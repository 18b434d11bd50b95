//! End-to-end sync flow tests: registry, engine and connector wired against
//! a mock Airtable API and a file-backed store.

use std::sync::Arc;

use serde_json::json;
use zenith_crm_sync::connectors::{ConnectorFactory, DefaultConnectorFactory};
use zenith_crm_sync::models::{
    AdCopy, CampaignResult, CampaignSettings, CompetitorAnalysis, ConnectionStatus,
    CrmCredentials, CrmProvider, SocialMediaContent, SyncConfiguration,
};
use zenith_crm_sync::registry::ConnectionRegistry;
use zenith_crm_sync::storage::{JsonFileStore, KeyValueStore};
use zenith_crm_sync::sync_engine::SyncEngine;
use zenith_crm_sync::sync_log::SyncLogBuffer;
use wiremock::{
    Mock, MockServer, ResponseTemplate,
    matchers::{method, path},
};

struct Env {
    engine: SyncEngine,
    registry: Arc<ConnectionRegistry>,
    store: Arc<dyn KeyValueStore>,
    _dir: tempfile::TempDir,
}

/// Wire the full service graph against a mock Airtable server and register
/// one Airtable connection.
async fn build_env(server: &MockServer) -> Env {
    // Registration probes the Campaigns table
    Mock::given(method("GET"))
        .and(path("/appFlowBase/Campaigns"))
        .respond_with(ResponseTemplate::new(200).set_body_json(json!({"records": []})))
        .mount(server)
        .await;

    let dir = tempfile::tempdir().unwrap();
    let store: Arc<dyn KeyValueStore> =
        Arc::new(JsonFileStore::open(dir.path().join("state.json")).unwrap());
    let factory: Arc<dyn ConnectorFactory> =
        Arc::new(DefaultConnectorFactory::with_airtable_api_base(server.uri()));
    let registry = Arc::new(ConnectionRegistry::load(store.clone(), factory.clone()));

    let connection = registry
        .add_connection(
            CrmProvider::Airtable,
            SyncConfiguration {
                credentials: CrmCredentials {
                    api_key: Some("flow_key".to_string()),
                    base_id: Some("appFlowBase".to_string()),
                    ..Default::default()
                },
                ..Default::default()
            },
        )
        .await;
    assert_eq!(connection.status, ConnectionStatus::Connected);

    let logs = Arc::new(SyncLogBuffer::load(store.clone()));
    let engine = SyncEngine::new(registry.clone(), factory, store.clone(), logs);

    Env {
        engine,
        registry,
        store,
        _dir: dir,
    }
}

fn campaign_result() -> CampaignResult {
    CampaignResult {
        target_audience: "Mid-market operators".to_string(),
        key_messaging: vec!["Do more".to_string()],
        social_media_content: vec![SocialMediaContent {
            platform: "linkedin".to_string(),
            content: "launch post".to_string(),
        }],
        ad_copy: vec![AdCopy {
            headline: "New".to_string(),
            body: "Improved".to_string(),
        }],
        seo_keywords: vec!["widgets".to_string()],
        competitor_analysis: Some(vec![CompetitorAnalysis {
            competitor_name: "Rival Co".to_string(),
            strengths: vec!["brand".to_string()],
            weaknesses: vec!["price".to_string()],
            strategy: "undercut on price".to_string(),
            examples: None,
        }]),
        ..Default::default()
    }
}

#[tokio::test]
async fn full_airtable_sync_writes_all_record_kinds() {
    let server = MockServer::start().await;
    let env = build_env(&server).await;

    Mock::given(method("POST"))
        .and(path("/appFlowBase/Campaigns"))
        .respond_with(ResponseTemplate::new(200).set_body_json(json!({"id": "recCamp"})))
        .expect(1)
        .mount(&server)
        .await;
    // 1 social + 1 ad copy + 1 seo aggregate
    Mock::given(method("POST"))
        .and(path("/appFlowBase/Content%20Assets"))
        .respond_with(ResponseTemplate::new(200).set_body_json(json!({"id": "recAsset"})))
        .expect(3)
        .mount(&server)
        .await;
    Mock::given(method("POST"))
        .and(path("/appFlowBase/Competitor%20Analysis"))
        .respond_with(ResponseTemplate::new(200).set_body_json(json!({"id": "recComp"})))
        .expect(1)
        .mount(&server)
        .await;

    let outcome = env
        .engine
        .handle_automatic_sync(
            &campaign_result(),
            "A smarter widget",
            &CampaignSettings {
                company_name: "Acme".to_string(),
                ..Default::default()
            },
            None,
        )
        .await;

    assert!(outcome.success, "errors: {:?}", outcome.errors);
    assert_eq!(outcome.campaign_record_id.as_deref(), Some("recCamp"));
    assert_eq!(outcome.content_asset_ids.len(), 3);
    assert_eq!(outcome.competitor_analysis_ids.len(), 1);
    assert_eq!(outcome.records_created, 5);
    assert!(outcome.errors.is_empty());
    assert_eq!(outcome.retry_attempts, 0);

    // The connection records the successful run
    let connection = env.registry.active_connection().unwrap();
    assert!(connection.last_sync.is_some());
    assert_eq!(connection.status, ConnectionStatus::Connected);

    // Audit trail captured the completion
    let logs = env.engine.recent_logs(10);
    assert!(logs.iter().any(|l| l.message.contains("sync completed")));
}

#[tokio::test]
async fn child_record_failures_do_not_flip_success() {
    let server = MockServer::start().await;
    let env = build_env(&server).await;

    Mock::given(method("POST"))
        .and(path("/appFlowBase/Campaigns"))
        .respond_with(ResponseTemplate::new(200).set_body_json(json!({"id": "recCamp"})))
        .mount(&server)
        .await;
    // Every content asset write is rejected
    Mock::given(method("POST"))
        .and(path("/appFlowBase/Content%20Assets"))
        .respond_with(ResponseTemplate::new(422).set_body_string("bad field"))
        .mount(&server)
        .await;
    Mock::given(method("POST"))
        .and(path("/appFlowBase/Competitor%20Analysis"))
        .respond_with(ResponseTemplate::new(200).set_body_json(json!({"id": "recComp"})))
        .mount(&server)
        .await;

    let outcome = env
        .engine
        .handle_automatic_sync(
            &campaign_result(),
            "desc",
            &CampaignSettings::default(),
            None,
        )
        .await;

    // Anchor record landed, so the run counts as a success with errors
    assert!(outcome.success);
    assert_eq!(outcome.content_asset_ids.len(), 0);
    assert_eq!(outcome.errors.len(), 3);
    assert!(outcome.errors.iter().all(|e| !e.retryable));
}

#[tokio::test]
async fn anchor_failure_exhausts_retries_and_marks_connection() {
    let server = MockServer::start().await;
    let env = build_env(&server).await;

    Mock::given(method("POST"))
        .and(path("/appFlowBase/Campaigns"))
        .respond_with(ResponseTemplate::new(500).set_body_string("boom"))
        // retry_attempts=3 means 4 attempts total
        .expect(4)
        .mount(&server)
        .await;

    // Keep the test fast; backoff is real time here
    env.engine
        .update_config(&zenith_crm_sync::models::sync::AutoSyncConfigPatch {
            retry_delay_ms: Some(10),
            ..Default::default()
        });

    let outcome = env
        .engine
        .handle_automatic_sync(
            &campaign_result(),
            "desc",
            &CampaignSettings::default(),
            None,
        )
        .await;

    assert!(!outcome.success);
    assert_eq!(outcome.retry_attempts, 3);

    let connection = env.registry.connections().into_iter().next().unwrap();
    assert_eq!(connection.status, ConnectionStatus::Error);
    assert!(connection.error_message.is_some());

    // Failure is recorded in the audit log
    let logs = env.engine.recent_logs(10);
    assert!(logs.iter().any(|l| l.message.contains("exhausting retries")));
}

#[tokio::test]
async fn state_survives_store_reopen() {
    let server = MockServer::start().await;
    let env = build_env(&server).await;

    env.engine
        .update_config(&zenith_crm_sync::models::sync::AutoSyncConfigPatch {
            batch_size: Some(25),
            ..Default::default()
        });

    let connection_id = env.registry.connections()[0].id.clone();

    // Rebuild the whole graph over the same store
    let factory: Arc<dyn ConnectorFactory> =
        Arc::new(DefaultConnectorFactory::with_airtable_api_base(server.uri()));
    let registry = Arc::new(ConnectionRegistry::load(env.store.clone(), factory.clone()));
    let logs = Arc::new(SyncLogBuffer::load(env.store.clone()));
    let engine = SyncEngine::new(registry.clone(), factory, env.store.clone(), logs);

    assert_eq!(registry.connections().len(), 1);
    assert_eq!(registry.connections()[0].id, connection_id);
    assert_eq!(engine.config().batch_size, 25);
}
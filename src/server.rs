//! # Server Configuration
//!
//! This module contains the server setup and configuration for the CRM sync API.

use std::sync::Arc;

use axum::{
    Router,
    routing::{delete, get, post},
};
use tower_http::{cors::CorsLayer, trace::TraceLayer};
use utoipa::OpenApi;
use utoipa_swagger_ui::SwaggerUi;

use crate::config::AppConfig;
use crate::connectors::{ConnectorFactory, DefaultConnectorFactory};
use crate::error::ApiError;
use crate::handlers;
use crate::registry::ConnectionRegistry;
use crate::storage::{JsonFileStore, KeyValueStore};
use crate::sync_engine::SyncEngine;
use crate::sync_log::SyncLogBuffer;

/// Application state containing shared resources
#[derive(Clone)]
pub struct AppState {
    pub registry: Arc<ConnectionRegistry>,
    pub factory: Arc<dyn ConnectorFactory>,
    pub engine: Arc<SyncEngine>,
}

impl AppState {
    /// Build the full service graph on top of a key-value store.
    pub fn build(store: Arc<dyn KeyValueStore>, airtable_api_base: Option<String>) -> Self {
        let factory: Arc<dyn ConnectorFactory> = match airtable_api_base {
            Some(base) => Arc::new(DefaultConnectorFactory::with_airtable_api_base(base)),
            None => Arc::new(DefaultConnectorFactory::new()),
        };
        let registry = Arc::new(ConnectionRegistry::load(store.clone(), factory.clone()));
        let logs = Arc::new(SyncLogBuffer::load(store.clone()));
        let engine = Arc::new(SyncEngine::new(
            registry.clone(),
            factory.clone(),
            store,
            logs,
        ));

        Self {
            registry,
            factory,
            engine,
        }
    }
}

/// Creates and configures the Axum application router
pub fn create_app(state: AppState) -> Router {
    Router::new()
        .route("/", get(handlers::root))
        .route(
            "/connections",
            get(handlers::connections::list_connections)
                .post(handlers::connections::create_connection),
        )
        .route(
            "/connections/{id}",
            delete(handlers::connections::delete_connection),
        )
        .route(
            "/connections/{id}/test",
            post(handlers::connections::test_connection),
        )
        .route(
            "/connections/{id}/toggle",
            post(handlers::connections::toggle_connection),
        )
        .route("/sync/trigger", post(handlers::sync::trigger_sync))
        .route("/sync/status", get(handlers::sync::sync_status))
        .route("/sync/logs", get(handlers::sync::sync_logs))
        .route(
            "/sync/config",
            get(handlers::config::get_config).patch(handlers::config::update_config),
        )
        .route("/sync/config/reset", post(handlers::config::reset_config))
        .route("/health", get(handlers::sync::health))
        .layer(TraceLayer::new_for_http())
        .layer(CorsLayer::permissive())
        .with_state(state)
        .merge(SwaggerUi::new("/docs").url("/openapi.json", ApiDoc::openapi()))
}

/// Starts the server with the given configuration
pub async fn run_server(config: AppConfig) -> Result<(), Box<dyn std::error::Error>> {
    std::fs::create_dir_all(&config.data_dir)?;
    let store: Arc<dyn KeyValueStore> = Arc::new(JsonFileStore::open(config.state_file())?);
    let state = AppState::build(store, config.airtable_api_base.clone());
    let app = create_app(state);

    // Resolve the configured bind address
    let addr = config
        .bind_addr()
        .map_err(|e| format!("Invalid server address: {}", e))?;

    let listener = tokio::net::TcpListener::bind(addr).await?;
    tracing::info!(%addr, profile = %config.profile, "Server listening");

    axum::serve(listener, app).await?;

    Ok(())
}

/// OpenAPI documentation
#[derive(OpenApi)]
#[openapi(
    paths(
        crate::handlers::root,
        crate::handlers::connections::list_connections,
        crate::handlers::connections::create_connection,
        crate::handlers::connections::delete_connection,
        crate::handlers::connections::test_connection,
        crate::handlers::connections::toggle_connection,
        crate::handlers::sync::trigger_sync,
        crate::handlers::sync::sync_status,
        crate::handlers::sync::sync_logs,
        crate::handlers::sync::health,
        crate::handlers::config::get_config,
        crate::handlers::config::update_config,
        crate::handlers::config::reset_config,
    ),
    components(
        schemas(
            crate::models::ServiceInfo,
            crate::models::AutoSyncConfig,
            crate::models::sync::AutoSyncConfigPatch,
            crate::models::SyncOutcome,
            crate::models::sync::SyncRecordError,
            crate::models::SyncLogEntry,
            crate::models::sync::LogLevel,
            crate::models::HealthReport,
            crate::models::CampaignResult,
            crate::models::CampaignSettings,
            crate::models::connection::ConnectionStatus,
            crate::models::connection::CrmProvider,
            crate::models::connection::SyncConfiguration,
            crate::models::connection::CrmCredentials,
            crate::models::connection::FieldMapping,
            crate::models::connection::MappingDirection,
            crate::models::connection::ConflictResolution,
            crate::models::connection::SyncSettings,
            crate::models::campaign::SocialMediaContent,
            crate::models::campaign::AdCopy,
            crate::models::campaign::MetaData,
            crate::models::campaign::CompetitorAnalysis,
            crate::handlers::connections::CreateConnectionRequest,
            crate::handlers::connections::ConnectionInfo,
            crate::handlers::connections::ConnectionsResponse,
            crate::handlers::connections::TestConnectionResponse,
            crate::handlers::sync::TriggerSyncRequest,
            crate::handlers::sync::SyncStatusResponse,
            crate::handlers::sync::SyncLogsResponse,
            ApiError,
        )
    ),
    info(
        title = "Zenith CRM Sync API",
        description = "API for syncing generated marketing campaigns into CRM systems",
        version = env!("CARGO_PKG_VERSION"),
    )
)]
pub struct ApiDoc;
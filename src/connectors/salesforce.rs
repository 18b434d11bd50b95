//! Salesforce connector (not yet implemented)
//!
//! Placeholder integration: every operation reports a typed
//! [`ConnectorError::NotSupported`](crate::connectors::ConnectorError) via
//! the trait defaults. The sync engine treats the vendor as a non-fatal
//! no-op until the real OAuth + REST integration lands.

use crate::connectors::trait_::CrmConnector;
use crate::models::{CrmCredentials, CrmProvider};

#[derive(Debug)]
pub struct SalesforceConnector {
    #[allow(dead_code)]
    credentials: CrmCredentials,
}

impl SalesforceConnector {
    pub fn new(credentials: CrmCredentials) -> Self {
        Self { credentials }
    }
}

impl CrmConnector for SalesforceConnector {
    fn provider(&self) -> CrmProvider {
        CrmProvider::Salesforce
    }
}
//! YAML loading and comment-aware dumping.
//!
//! This module handles:
//! - Sparse, all-or-nothing overlay of YAML documents onto instances
//! - Rendering instances back to YAML with field docs as comments

pub mod dumper;
pub mod loader;

pub use dumper::{dump_config, dump_config_plain, save_config};
pub use loader::{load_config, load_config_from_reader};
use crate::schema::builder::SchemaType;
use crate::schema::types::FieldType;
use std::collections::HashMap;

/// Documentation strings keyed by (schema type name, field name).
///
/// Derived data: rebuilt whenever a commented dump is produced and never
/// stored on instances.
#[derive(Debug, Clone, Default, PartialEq)]
pub struct CommentMap {
	docs: HashMap<String, HashMap<String, String>>,
}

impl CommentMap {
	pub fn new() -> Self {
		Self::default()
	}

	/// Collect the docs of a schema type and every type nested inside it.
	pub fn from_schema(schema: &SchemaType) -> Self {
		let mut map = CommentMap::new();
		map.collect(schema);
		map
	}

	fn collect(&mut self, schema: &SchemaType) {
		if self.docs.contains_key(schema.name()) {
			return;
		}
		self.docs.insert(schema.name().to_string(), HashMap::new());

		for field in schema.fields() {
			if let Some(ref doc) = field.doc {
				self.insert(schema.name(), &field.name, doc);
			}
			if let Some(nested) = nested_type(&field.ty) {
				self.collect(nested);
			}
		}
	}

	pub fn insert(&mut self, schema: &str, field: &str, doc: &str) {
		self.docs
			.entry(schema.to_string())
			.or_default()
			.insert(field.to_string(), doc.to_string());
	}

	pub fn get(&self, schema: &str, field: &str) -> Option<&str> {
		self.docs
			.get(schema)
			.and_then(|fields| fields.get(field))
			.map(String::as_str)
	}

	/// Number of documented fields.
	pub fn len(&self) -> usize {
		self.docs.values().map(HashMap::len).sum()
	}

	pub fn is_empty(&self) -> bool {
		self.len() == 0
	}
}

/// The schema type reached through a field, looking through `list[...]`.
fn nested_type(ty: &FieldType) -> Option<&SchemaType> {
	match ty {
		FieldType::Nested(schema) => Some(schema.as_ref()),
		FieldType::List(Some(element)) => nested_type(element),
		_ => None,
	}
}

_Task details_
Once the line with "if let Some(nested)" is found, write out that line and every one after it through the last line of the records, exactly and with nothing else.

_Solution to the exercise_
			if let Some(nested) = nested_type(&field.ty) {
				self.collect(nested);
			}
		}
	}

	pub fn insert(&mut self, schema: &str, field: &str, doc: &str) {
		self.docs
			.entry(schema.to_string())
			.or_default()
			.insert(field.to_string(), doc.to_string());
	}

	pub fn get(&self, schema: &str, field: &str) -> Option<&str> {
		self.docs
			.get(schema)
			.and_then(|fields| fields.get(field))
			.map(String::as_str)
	}

	/// Number of documented fields.
	pub fn len(&self) -> usize {
		self.docs.values().map(HashMap::len).sum()
	}

	pub fn is_empty(&self) -> bool {
		self.len() == 0
	}
}

/// The schema type reached through a field, looking through `list[...]`.
fn nested_type(ty: &FieldType) -> Option<&SchemaType> {
	match ty {
		FieldType::Nested(schema) => Some(schema.as_ref()),
		FieldType::List(Some(element)) => nested_type(element),
		_ => None,
	}
}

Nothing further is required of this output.